A flicker of unease passed through him as he considered the implications of the sudden assault. It was not a coincidence. It could not be. He looked at Arkhan. ‘Where did they come from?’

The Mortarch motioned southwards with his staff. ‘Through the Jackal’s Eye,’ he said. Nagash’s gaze sharpened as he followed Arkhan’s gesture. The Jackal’s Eye was a realmgate, leading to the Ghurish Hinterlands. There were many such dimensional apertures scattered across this region – pathways between Shyish and the other Mortal Realms. They were guarded at all times by his most trusted warriors. Or so he had commanded, a century or more ago. As if privy to his master’s thoughts, Arkhan said, ‘Whoever let them pass through will be punished, my lord. I will see to it personally.’

‘If the orruks are here, then whoever was guarding the gate is no more. The reasons for their failure are of no interest to me.’ Nagash considered the problem before him. Then, as was his right as god and king, he passed it to another, one whose entire purpose was to deal with such trivialities.

‘Arkhan, see to the disposal of these creatures.’ Nagash looked down at his Mortarch. Arkhan met his gaze without flinching. Fear, along with almost everything else, had been burned out of the liche in his millennia of servitude. ‘I go to bring the Great Work to its conclusion, before it is undone by this interruption.’

‘As you command, my lord.’ Arkhan struck the black stones of the balcony with the ferrule of his staff. Razarak heaved itself to its feet with a rustling hiss. The dread abyssal stalked forwards, and Arkhan hauled himself smoothly into the saddle. He caught up the reins and glanced at Nagash. ‘I am your servant. As ever.’
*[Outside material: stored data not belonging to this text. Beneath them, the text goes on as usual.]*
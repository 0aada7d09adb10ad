//! Score frequency table built from trial results.
use serde::{Deserialize, Serialize};
use std::collections::BTreeMap;

use crate::numbers::ratio;

/// Final score mapped to how many trials ended on it, ordered by score.
#[derive(Debug, Clone, PartialEq, Eq, Default, Serialize, Deserialize)]
#[serde(transparent)]
pub struct FrequencyTable {
    counts: BTreeMap<u64, u64>,
}

impl FrequencyTable {
    #[must_use]
    pub fn new() -> Self {
        Self::default()
    }

    /// Count one more trial ending on `score`.
    pub fn record(&mut self, score: u64) {
        *self.counts.entry(score).or_insert(0) += 1;
    }

    /// Fold-friendly form of [`FrequencyTable::record`].
    #[must_use]
    pub fn with_score(mut self, score: u64) -> Self {
        self.record(score);
        self
    }

    /// Sum counts key by key. Merging is associative and commutative, so
    /// partial tables may be combined in any order.
    #[must_use]
    pub fn merge(self, other: Self) -> Self {
        let (mut into, from) = if self.counts.len() >= other.counts.len() {
            (self, other)
        } else {
            (other, self)
        };
        for (score, count) in from.counts {
            *into.counts.entry(score).or_insert(0) += count;
        }
        into
    }

    #[must_use]
    pub fn count(&self, score: u64) -> u64 {
        self.counts.get(&score).copied().unwrap_or(0)
    }

    /// Total number of trials recorded.
    #[must_use]
    pub fn total(&self) -> u64 {
        self.counts.values().sum()
    }

    /// Number of distinct scores seen.
    #[must_use]
    pub fn unique_scores(&self) -> usize {
        self.counts.len()
    }

    #[must_use]
    pub fn is_empty(&self) -> bool {
        self.counts.is_empty()
    }

    #[must_use]
    pub fn min_score(&self) -> Option<u64> {
        self.counts.keys().next().copied()
    }

    #[must_use]
    pub fn max_score(&self) -> Option<u64> {
        self.counts.keys().next_back().copied()
    }

    /// Share of all recorded trials that ended on `score`.
    #[must_use]
    pub fn probability(&self, score: u64) -> f64 {
        ratio(self.count(score), self.total())
    }

    /// `(score, count)` pairs in ascending score order.
    pub fn iter(&self) -> impl Iterator<Item = (u64, u64)> + '_ {
        self.counts.iter().map(|(&score, &count)| (score, count))
    }
}

impl FromIterator<u64> for FrequencyTable {
    fn from_iter<I: IntoIterator<Item = u64>>(iter: I) -> Self {
        iter.into_iter().fold(Self::new(), Self::with_score)
    }
}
Nagash detected something that might have been disdain in Arkhan’s flat tones. Of course, such was impossible. The Mortarch was no more capable of defying Nagash than the skeletons trudging through the wastes. And yet, he seemed to, in innumerable small ways. As if there were a flaw in him – or in Nagash himself.

For a moment, the facets of Nagash’s being hesitated. Then, as ever, the black machinery that passed for his soul righted itself and continued on. He had been mistaken. There was no defiance. Only loyalty. All were one, in Nagash, and Nagash was all. ‘Go,’ he said, the stentorian echo of his command causing the air itself to shudder and crack.
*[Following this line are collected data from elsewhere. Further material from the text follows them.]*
//! Single-trial game engine.
//!
//! A trial rolls the whole pool, resolves the roll, and repeats with whatever
//! dice remain. Each roll removes at least one die, so a trial finishes in at
//! most `dice_count` rolls.
use rand::Rng;
use serde::{Deserialize, Serialize};
use smallvec::SmallVec;

use crate::config::GameConfig;
use crate::rules::{RollOutcome, resolve_roll};

/// Inline capacity for one roll; larger pools spill to the heap.
const INLINE_DICE: usize = 8;

/// Mutable state owned by one trial.
#[derive(Debug, Clone, Copy, PartialEq, Eq, Default, Serialize, Deserialize)]
pub struct GameState {
    pub remaining_dice: u32,
    pub total_score: u64,
    pub rolls_taken: u32,
}

impl GameState {
    #[must_use]
    pub const fn new(dice_count: u32) -> Self {
        Self {
            remaining_dice: dice_count,
            total_score: 0,
            rolls_taken: 0,
        }
    }

    #[must_use]
    pub const fn is_done(&self) -> bool {
        self.remaining_dice == 0
    }

    fn apply(&mut self, outcome: RollOutcome) {
        self.total_score = self.total_score.saturating_add(outcome.score_delta);
        self.remaining_dice = self.remaining_dice.saturating_sub(outcome.dice_removed);
        self.rolls_taken = self.rolls_taken.saturating_add(1);
    }
}

/// One play-through of the game from a full pool to an empty one.
#[derive(Debug, Clone)]
pub struct DiceGame {
    sides_per_die: u32,
    magic_number: u32,
    state: GameState,
    rolls: SmallVec<[u32; INLINE_DICE]>,
}

impl DiceGame {
    #[must_use]
    pub fn new(config: &GameConfig) -> Self {
        Self {
            sides_per_die: config.sides_per_die,
            magic_number: config.magic_number,
            state: GameState::new(config.dice_count),
            rolls: SmallVec::new(),
        }
    }

    #[must_use]
    pub const fn state(&self) -> &GameState {
        &self.state
    }

    /// Faces from the most recent roll.
    #[must_use]
    pub fn last_roll(&self) -> &[u32] {
        &self.rolls
    }

    /// Roll the remaining pool once and apply the elimination rule.
    ///
    /// Returns `None` once the pool is empty; no dice are rolled in that case.
    pub fn step<R: Rng + ?Sized>(&mut self, rng: &mut R) -> Option<RollOutcome> {
        if self.state.is_done() {
            return None;
        }

        self.rolls.clear();
        let sides = self.sides_per_die;
        self.rolls
            .extend((0..self.state.remaining_dice).map(|_| rng.gen_range(1..=sides)));

        let outcome = resolve_roll(&self.rolls, self.magic_number)?;
        self.state.apply(outcome);
        Some(outcome)
    }

    /// Play until the pool is empty and return the final state.
    pub fn play<R: Rng + ?Sized>(mut self, rng: &mut R) -> GameState {
        while self.step(rng).is_some() {}
        self.state
    }
}

/// Play one trial and return its final score.
pub fn play_trial<R: Rng + ?Sized>(config: &GameConfig, rng: &mut R) -> u64 {
    DiceGame::new(config).play(rng).total_score
}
With a sharp cry, the Mortarch urged his steed into a loping run. The skeletal monstrosity galloped across the balcony and flung itself into the air. The winds of death wrapped protectively about both rider and steed, carrying them towards the battle.

A moment later, a cyclone of howling, tortured spirits streamed past Nagash and spiralled into the air in pursuit of the Mortarch. He watched as they hurtled upwards and away, a cacophonous fog of murderous spectres, twisted and broken by his will into a shape suited to their task. They had been criminals, murderers and traitors in life, and now, in death, they were bound in stocks and chains, afflicted with terrible hungers that could never be sated. Nagash knew himself to be a just god, whatever else.

He turned away, satisfied. Arkhan would see it done, or be destroyed in the attempt. The Mortarch had been destroyed before and would be again. Always, Nagash resurrected him. His term of service had no end, for so long as the Undying King required his services.

He cast his gaze back towards the Black Pyramid and let his body crumble to dust and bone. Even as it came apart, his mind was ­racing through the confines of the pyramid like an ill wind. Its interior was a labyrinth of impeccably placed tunnels and passageways, all polished to a mirror-sheen. These pathways resonated with the energies of the aetheric void that encompassed and permeated the Mortal Realms, invisible and inescapable.

Construction had begun in the depths below Nagashizzar, in the underworld of Nekroheim, the wells from which all other underworlds had sprung. The dead of entire civilisations had surrendered their bones to form the walls and ceiling of the cavernous reaches of the underworld. The vast expanse was lit by a dead sun, the flickering wraith of an ancient orb long since snuffed, stretched upwards from the deepest pit in the underworld. Its sickly radiance cast shrouds of frost and fog wherever it stretched, and an eternal corona of wailing souls orbited it.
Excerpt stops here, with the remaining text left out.